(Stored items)

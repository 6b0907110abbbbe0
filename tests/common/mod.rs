//! Shared test support: a scripted stand-in for the CAM server.
#![allow(dead_code)] // not every test crate uses every helper

use std::net::SocketAddr;
use std::time::Duration;
use tokio::io::{AsyncBufReadExt, AsyncWriteExt, BufReader};
use tokio::net::TcpListener;
use tokio::sync::mpsc;

/// A grammar-conforming acquisition filename for job 7.
pub const NAME_J7: &str =
    "image--L0003--S00--M00--U04--V06--J07--E00--O00--X01--Y02--T0003--Z02--C01.ome.tif";

/// In-process CAM server double. Accepts connections one at a time,
/// forwards every line pushed through [`MockCamServer::push`] to the
/// connected client and records every line the client writes. Dropping
/// the server closes the connection and stops accepting.
pub struct MockCamServer {
    pub addr: SocketAddr,
    outgoing: mpsc::UnboundedSender<String>,
    received: mpsc::UnboundedReceiver<String>,
}

impl MockCamServer {
    pub async fn spawn() -> Self {
        let listener = TcpListener::bind("127.0.0.1:0").await.unwrap();
        let addr = listener.local_addr().unwrap();
        let (out_tx, mut out_rx) = mpsc::unbounded_channel::<String>();
        let (in_tx, in_rx) = mpsc::unbounded_channel::<String>();

        tokio::spawn(async move {
            loop {
                let Ok((stream, _)) = listener.accept().await else {
                    return;
                };
                let (read_half, mut write_half) = stream.into_split();
                let mut reader = BufReader::new(read_half);
                let mut buf = String::new();
                loop {
                    tokio::select! {
                        queued = out_rx.recv() => {
                            let Some(line) = queued else {
                                // Test dropped its handle: close and stop.
                                return;
                            };
                            if write_half.write_all(line.as_bytes()).await.is_err()
                                || write_half.write_all(b"\r\n").await.is_err()
                            {
                                break;
                            }
                            let _ = write_half.flush().await;
                        }
                        read = reader.read_line(&mut buf) => {
                            match read {
                                Ok(0) | Err(_) => break, // client gone; accept the next one
                                Ok(_) => {
                                    let _ = in_tx.send(buf.trim_end().to_string());
                                    buf.clear();
                                }
                            }
                        }
                    }
                }
            }
        });

        Self {
            addr,
            outgoing: out_tx,
            received: in_rx,
        }
    }

    /// Queue one line to be sent to the client (terminator appended).
    pub fn push(&self, line: impl Into<String>) {
        let _ = self.outgoing.send(line.into());
    }

    /// Announce an image by relative path, the way the server does.
    pub fn push_image(&self, relpath: &str) {
        self.push(format!("/app:matrix /cmd:image /relpath:{relpath}"));
    }

    /// Next line the client sent, or panic after two seconds.
    pub async fn expect_line(&mut self) -> String {
        tokio::time::timeout(Duration::from_secs(2), self.received.recv())
            .await
            .expect("timed out waiting for a client line")
            .expect("server task ended")
    }

    /// Assert no further client line arrives within a short window.
    pub async fn expect_silence(&mut self) {
        let quiet =
            tokio::time::timeout(Duration::from_millis(150), self.received.recv()).await;
        assert!(quiet.is_err(), "unexpected client line: {quiet:?}");
    }
}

• **Assigned task**:
Restate every record verbatim.

• **Solution**:
repository 6b0907110abbbbe0
filename tests/common/mod.rs
//! Shared test support: a scripted stand-in for the CAM server.
#![allow(dead_code)] // not every test crate uses every helper

use std::net::SocketAddr;
use std::time::Duration;
use tokio::io::{AsyncBufReadExt, AsyncWriteExt, BufReader};
use tokio::net::TcpListener;
use tokio::sync::mpsc;

/// A grammar-conforming acquisition filename for job 7.
pub const NAME_J7: &str =
    "image--L0003--S00--M00--U04--V06--J07--E00--O00--X01--Y02--T0003--Z02--C01.ome.tif";

/// In-process CAM server double. Accepts connections one at a time,
/// forwards every line pushed through [`MockCamServer::push`] to the
/// connected client and records every line the client writes. Dropping
/// the server closes the connection and stops accepting.
pub struct MockCamServer {
    pub addr: SocketAddr,
    outgoing: mpsc::UnboundedSender<String>,
    received: mpsc::UnboundedReceiver<String>,
}

impl MockCamServer {
    pub async fn spawn() -> Self {
        let listener = TcpListener::bind("127.0.0.1:0").await.unwrap();
        let addr = listener.local_addr().unwrap();
        let (out_tx, mut out_rx) = mpsc::unbounded_channel::<String>();
        let (in_tx, in_rx) = mpsc::unbounded_channel::<String>();

        tokio::spawn(async move {
            loop {
                let Ok((stream, _)) = listener.accept().await else {
                    return;
                };
                let (read_half, mut write_half) = stream.into_split();
                let mut reader = BufReader::new(read_half);
                let mut buf = String::new();
                loop {
                    tokio::select! {
                        queued = out_rx.recv() => {
                            let Some(line) = queued else {
                                // Test dropped its handle: close and stop.
                                return;
                            };
                            if write_half.write_all(line.as_bytes()).await.is_err()
                                || write_half.write_all(b"\r\n").await.is_err()
                            {
                                break;
                            }
                            let _ = write_half.flush().await;
                        }
                        read = reader.read_line(&mut buf) => {
                            match read {
                                Ok(0) | Err(_) => break, // client gone; accept the next one
                                Ok(_) => {
                                    let _ = in_tx.send(buf.trim_end().to_string());
                                    buf.clear();
                                }
                            }
                        }
                    }
                }
            }
        });

        Self {
            addr,
            outgoing: out_tx,
            received: in_rx,
        }
    }

    /// Queue one line to be sent to the client (terminator appended).
    pub fn push(&self, line: impl Into<String>) {
        let _ = self.outgoing.send(line.into());
    }

    /// Announce an image by relative path, the way the server does.
    pub fn push_image(&self, relpath: &str) {
        self.push(format!("/app:matrix /cmd:image /relpath:{relpath}"));
    }

    /// Next line the client sent, or panic after two seconds.
    pub async fn expect_line(&mut self) -> String {
        tokio::time::timeout(Duration::from_secs(2), self.received.recv())
            .await
            .expect("timed out waiting for a client line")
            .expect("server task ended")
    }

    /// Assert no further client line arrives within a short window.
    pub async fn expect_silence(&mut self) {
        let quiet =
            tokio::time::timeout(Duration::from_millis(150), self.received.recv()).await;
        assert!(quiet.is_err(), "unexpected client line: {quiet:?}");
    }
}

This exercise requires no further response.